Several studies have also indicated that AAS suppresses the hypothalamic pituitary testicular (HPT) axis (7, 14, 19). When a “cycle” of AAS is stopped, male users will often become temporarily hypogonadal (5, 12, 23). Although HPT function usually recovers spontaneously within a few weeks to a few months, researchers have encountered several men where hypogonadism persisted for more than a year after discontinuing AAS (2, 7, 8, 17).
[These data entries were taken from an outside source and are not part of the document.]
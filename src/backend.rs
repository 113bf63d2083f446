pub mod http;
#[cfg(test)]
pub mod mock;

use async_trait::async_trait;
use serde::{Deserialize, Serialize};
use time::OffsetDateTime;

use crate::{
    course::{Course, CourseId, EnrollmentId, LearnerId, Lesson, LessonId},
    error::Result,
};

pub use http::HttpBackend;

#[derive(Debug, Clone, Copy, PartialEq, Eq, Serialize, Deserialize)]
#[serde(rename_all = "SCREAMING_SNAKE_CASE")]
pub enum RemoteStatus {
    Active,
    Completed,
    #[serde(other)]
    Other,
}

/// Enrollment record as the enrollment service reports it.
#[derive(Debug, Clone, PartialEq, Serialize, Deserialize)]
#[serde(rename_all = "camelCase")]
pub struct RemoteEnrollment {
    pub is_enrolled: bool,
    #[serde(default)]
    pub enrollment_id: Option<EnrollmentId>,
    #[serde(default)]
    pub progress_percentage: f64,
    #[serde(default)]
    pub status: Option<RemoteStatus>,
    #[serde(default, with = "time::serde::rfc3339::option")]
    pub completed_at: Option<OffsetDateTime>,
}

#[derive(Debug, Clone, PartialEq, Serialize, Deserialize)]
#[serde(rename_all = "camelCase")]
pub struct RemoteProgress {
    pub progress_percentage: f64,
}

#[derive(Debug, Clone, PartialEq, Serialize, Deserialize)]
pub struct RemoteCompletion {
    pub status: RemoteStatus,
}

/// Server percentages are floats, the engine works in whole percent.
pub fn whole_percent(value: f64) -> u8 {
    if value.is_nan() {
        return 0;
    }
    value.round().clamp(0.0, 100.0) as u8
}

/// Catalog and enrollment collaborators, behind an authenticated client.
///
/// Implementations do not need to enforce deadlines, the engine wraps every call in
/// [`crate::utils::with_timeout`].
#[async_trait]
pub trait CourseBackend: Send + Sync {
    async fn course(&self, course_id: CourseId) -> Result<Course>;

    async fn lessons(&self, course_id: CourseId) -> Result<Vec<Lesson>>;

    async fn enrollment(
        &self,
        course_id: CourseId,
        learner_id: LearnerId,
    ) -> Result<RemoteEnrollment>;

    async fn completed_lessons(&self, enrollment_id: EnrollmentId) -> Result<Vec<LessonId>>;

    async fn update_progress(
        &self,
        enrollment_id: EnrollmentId,
        percentage: u8,
    ) -> Result<RemoteProgress>;

    async fn complete_enrollment(&self, enrollment_id: EnrollmentId) -> Result<RemoteCompletion>;
}

#[cfg(test)]
mod tests {
    use super::*;

    #[test]
    fn test_whole_percent() {
        assert_eq!(whole_percent(74.6), 75);
        assert_eq!(whole_percent(-3.0), 0);
        assert_eq!(whole_percent(140.0), 100);
        assert_eq!(whole_percent(f64::NAN), 0);
    }

    #[test]
    fn test_enrollment_wire_format() {
        let enrollment: RemoteEnrollment = serde_json::from_str(
            r#"{"isEnrolled":true,"enrollmentId":9,"progressPercentage":50.0,"status":"ACTIVE"}"#,
        )
        .unwrap();
        assert_eq!(enrollment.enrollment_id, Some(9));
        assert_eq!(enrollment.status, Some(RemoteStatus::Active));
        assert_eq!(enrollment.completed_at, None);

        let unknown: RemoteEnrollment =
            serde_json::from_str(r#"{"isEnrolled":false,"status":"REFUNDED"}"#).unwrap();
        assert_eq!(unknown.status, Some(RemoteStatus::Other));
    }
}
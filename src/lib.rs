pub mod backend;
pub mod config;
pub mod course;
pub mod enrollment;
pub mod error;
pub mod progress;
pub mod session;
pub mod sync;
pub mod utils;

pub use error::{Error, ErrorKind, Result};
Persistent suppression of HPT function may have serious clinical consequences, including infertility and major depressive illness (13, 16). In addition, dysphoric feelings associated with hypogonadism may prompt some AAS users to resume taking AAS again and again, thus prolonging the problem of HPT suppression and leading to a syndrome of AAS dependence (15, 18, 22).

Who will protect the athlete?

Checking athletes’ PCV levels is not providing a real service nor are any of the other reasons given in the article. The goal is to mitigate the hidden vulnerabilities caused by these sports performing enhanced drugs. There is more research indicating that the dangers exceed the benefits as well “as EPO being used as an indirect biomarker of recombinant human EPO misuse in sport “ (24).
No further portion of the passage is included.